[e2e] FYA
David P. Reed
dpreed at reed.com
Fri May 2 11:14:34 PDT 2003
At 12:55 AM 5/2/2003 +0100, Lloyd Wood wrote:
>On Thu, 1 May 2003, David P. Reed wrote:
>
> The network shouldn't be the locus of societal policy
> > enforcement - that set of functions should be end-to-end, if it is at all
> > possible, since freedom is something that people will pay money for).
>
>and you don't think money is a particularly pervasive form of societal
>policy enforcement? Or that paying for freedom negates, in fact, the
>very nature of freedom?
>your rhetoric is very... American.
>
><http://www.ee.surrey.ac.uk/Personal/L.Wood/><L.Wood at ee.surrey.ac.uk>
I wasn't suggesting that one should pay money for freedom. I was merely
suggesting that freedom was indeed valued, using the only language that
seems to make sense in the US these days. My American co-citizens seem to
be going through a phase where anything must be valued only in terms of
monetary value - what someone will pay for.
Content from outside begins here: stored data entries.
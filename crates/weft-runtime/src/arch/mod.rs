//! Architecture-specific context switching
//!
//! Each architecture provides:
//! - `SavedContext`: the callee-saved register image of a suspended fiber
//! - `init_context`: prepare a fresh context that enters the trampoline
//! - `context_switch`: save the current registers and load another image
//!
//! Hand-written assembly; the layout of `SavedContext` is part of the
//! contract with the asm and must not be reordered.

cfg_if::cfg_if! {
    if #[cfg(target_arch = "x86_64")] {
        pub mod x86_64;
        pub use x86_64::{SavedContext, context_switch, init_context};
    } else if #[cfg(target_arch = "aarch64")] {
        pub mod aarch64;
        pub use aarch64::{SavedContext, context_switch, init_context};
    } else {
        compile_error!("weft-runtime: unsupported architecture");
    }
}
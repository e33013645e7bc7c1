//! Environment variable helpers
//!
//! Generic parsing with defaults, used by the configuration layer.
//!
//! ```ignore
//! let workers: usize = env_get("WEFT_NUM_WORKERS", 4);
//! let pin = env_get_bool("WEFT_PIN_CPU", false);
//! ```

use std::str::FromStr;

/// Get an environment variable parsed as `T`, or the default.
#[inline]
pub fn env_get<T>(key: &str, default: T) -> T
where
    T: FromStr,
{
    std::env::var(key)
        .ok()
        .and_then(|v| v.parse().ok())
        .unwrap_or(default)
}

/// Get an environment variable as a boolean.
///
/// "1", "true", "yes", "on" (case-insensitive) count as true; anything
/// else set counts as false; unset returns the default.
#[inline]
pub fn env_get_bool(key: &str, default: bool) -> bool {
    match std::env::var(key) {
        Ok(val) => matches!(val.to_lowercase().as_str(), "1" | "true" | "yes" | "on"),
        Err(_) => default,
    }
}
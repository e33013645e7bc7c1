//! Hooked sleep: concurrent fibers sleep in parallel on a small pool.

use std::sync::atomic::{AtomicUsize, Ordering};
use std::sync::Arc;
use std::time::{Duration, Instant};
use weft::{sleep_ms, spawn, IoManager, RuntimeConfig};

/// 100 fibers sleeping 50 ms on 2 workers all finish in roughly one
/// sleep period: the sleeps overlap instead of serializing, and the
/// workers block in the reactor instead of spinning.
#[test]
fn hundred_sleepers_finish_together() {
    let iom = IoManager::new(
        2,
        false,
        "sleep-test",
        RuntimeConfig::new().stack_size(64 * 1024).idle_block_ms(200),
    )
    .unwrap();

    let done = Arc::new(AtomicUsize::new(0));
    let start = Instant::now();
    for _ in 0..100 {
        let d = done.clone();
        spawn(&iom, move || {
            sleep_ms(50);
            d.fetch_add(1, Ordering::Relaxed);
        })
        .unwrap();
    }

    while done.load(Ordering::Relaxed) < 100 {
        assert!(
            start.elapsed() < Duration::from_secs(5),
            "only {} of 100 sleepers finished",
            done.load(Ordering::Relaxed)
        );
        std::thread::sleep(Duration::from_millis(2));
    }
    let elapsed = start.elapsed();
    assert!(
        elapsed >= Duration::from_millis(45),
        "sleeps returned early: {:?}",
        elapsed
    );
    assert!(
        elapsed < Duration::from_millis(1000),
        "sleeps serialized: {:?} for 100 x 50ms on 2 workers",
        elapsed
    );
    iom.stop();
}

/// sleep_ms off the runtime falls back to a plain thread sleep.
#[test]
fn sleep_off_runtime_blocks_thread() {
    let start = Instant::now();
    sleep_ms(30);
    assert!(start.elapsed() >= Duration::from_millis(25));
}
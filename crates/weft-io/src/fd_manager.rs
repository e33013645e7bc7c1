//! Process-wide fd registry
//!
//! Maps each managed fd to its flags: is it a socket, has the runtime
//! set the kernel non-blocking bit, has the *user* asked for
//! non-blocking, and the per-direction timeouts. The syscall surface
//! consults this to decide whether a call is transformed at all.
//!
//! Concurrency: read lock for lookup, promoted to a write lock on grow,
//! with a double check under the write lock.

use std::os::unix::io::RawFd;
use std::sync::atomic::{AtomicBool, AtomicU64, Ordering};
use std::sync::{Arc, OnceLock, RwLock};

/// Sentinel for "no timeout configured".
pub const NO_TIMEOUT: u64 = u64::MAX;

/// Which direction a timeout guards.
#[derive(Debug, Clone, Copy, PartialEq, Eq)]
pub enum TimeoutKind {
    Recv,
    Send,
}

/// Per-fd flags.
pub struct FdInfo {
    is_socket: bool,
    sys_nonblock: AtomicBool,
    user_nonblock: AtomicBool,
    recv_timeout_ms: AtomicU64,
    send_timeout_ms: AtomicU64,
}

impl FdInfo {
    /// Probe the fd. Sockets get the kernel non-blocking flag set right
    /// away so the reactor can observe EAGAIN; the user-visible flag
    /// starts cleared.
    fn probe(fd: RawFd) -> FdInfo {
        let mut st: libc::stat = unsafe { std::mem::zeroed() };
        let is_socket =
            unsafe { libc::fstat(fd, &mut st) } == 0 && (st.st_mode & libc::S_IFMT) == libc::S_IFSOCK;
        let mut sys_nonblock = false;
        if is_socket {
            let flags = unsafe { libc::fcntl(fd, libc::F_GETFL, 0) };
            if flags >= 0 {
                if flags & libc::O_NONBLOCK == 0 {
                    unsafe { libc::fcntl(fd, libc::F_SETFL, flags | libc::O_NONBLOCK) };
                }
                sys_nonblock = true;
            }
        }
        FdInfo {
            is_socket,
            sys_nonblock: AtomicBool::new(sys_nonblock),
            user_nonblock: AtomicBool::new(false),
            recv_timeout_ms: AtomicU64::new(NO_TIMEOUT),
            send_timeout_ms: AtomicU64::new(NO_TIMEOUT),
        }
    }

    #[inline]
    pub fn is_socket(&self) -> bool {
        self.is_socket
    }

    #[inline]
    pub fn sys_nonblock(&self) -> bool {
        self.sys_nonblock.load(Ordering::Relaxed)
    }

    #[inline]
    pub fn user_nonblock(&self) -> bool {
        self.user_nonblock.load(Ordering::Relaxed)
    }

    #[inline]
    pub fn set_user_nonblock(&self, on: bool) {
        self.user_nonblock.store(on, Ordering::Relaxed);
    }

    /// Timeout for a direction, if one was configured.
    pub fn timeout_ms(&self, kind: TimeoutKind) -> Option<u64> {
        let v = match kind {
            TimeoutKind::Recv => self.recv_timeout_ms.load(Ordering::Relaxed),
            TimeoutKind::Send => self.send_timeout_ms.load(Ordering::Relaxed),
        };
        if v == NO_TIMEOUT {
            None
        } else {
            Some(v)
        }
    }

    pub fn set_timeout_ms(&self, kind: TimeoutKind, ms: u64) {
        match kind {
            TimeoutKind::Recv => self.recv_timeout_ms.store(ms, Ordering::Relaxed),
            TimeoutKind::Send => self.send_timeout_ms.store(ms, Ordering::Relaxed),
        }
    }
}

/// The registry: fd-indexed vector of `FdInfo`.
pub struct FdManager {
    fds: RwLock<Vec<Option<Arc<FdInfo>>>>,
}

impl FdManager {
    /// The process-wide instance.
    pub fn instance() -> &'static FdManager {
        static INSTANCE: OnceLock<FdManager> = OnceLock::new();
        INSTANCE.get_or_init(|| FdManager {
            fds: RwLock::new(Vec::new()),
        })
    }

    /// Look up an fd without creating it.
    pub fn get(&self, fd: RawFd) -> Option<Arc<FdInfo>> {
        if fd < 0 {
            return None;
        }
        let v = self.fds.read().unwrap();
        v.get(fd as usize).and_then(|slot| slot.clone())
    }

    /// Look up an fd, creating (and probing) it on first touch.
    pub fn register(&self, fd: RawFd) -> Option<Arc<FdInfo>> {
        if fd < 0 {
            return None;
        }
        if let Some(info) = self.get(fd) {
            return Some(info);
        }
        let mut v = self.fds.write().unwrap();
        let idx = fd as usize;
        if idx >= v.len() {
            v.resize(idx + idx / 2 + 1, None);
        }
        // Double check: another thread may have registered while we
        // waited for the write lock
        if v[idx].is_none() {
            v[idx] = Some(Arc::new(FdInfo::probe(fd)));
        }
        v[idx].clone()
    }

    /// Drop an fd's record (on close; dup2 over an open fd also lands
    /// here via re-registration).
    pub fn remove(&self, fd: RawFd) {
        if fd < 0 {
            return;
        }
        let mut v = self.fds.write().unwrap();
        if let Some(slot) = v.get_mut(fd as usize) {
            *slot = None;
        }
    }
}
They believe that government
should never give anyone anything, because people will scrape up the cash
to pay for anything important enough to matter (i.e. the poor mustn't value
education, proven beyond a doubt because they don't send their kids to
private schools - what you guys call "public schools" such as Eton).
So you are right, I'm playing to the "Americans" who have dominate our
government and media these days... because asking them to understand that
freedom might be more fundamental than money, that the poor kids deserve
preferences to get into Yale just as much as the son of a rich oilman
former president who gets C's, is asking too much. That's a left-wing
idea of equality that can get you held as a material witness without habeas
corpus, apparently. The US believes that everything can be reduced to
property, and we invent and export novel synthetic property rights (IPR) to
make sure that no one who doesn't get born with property will ever have any.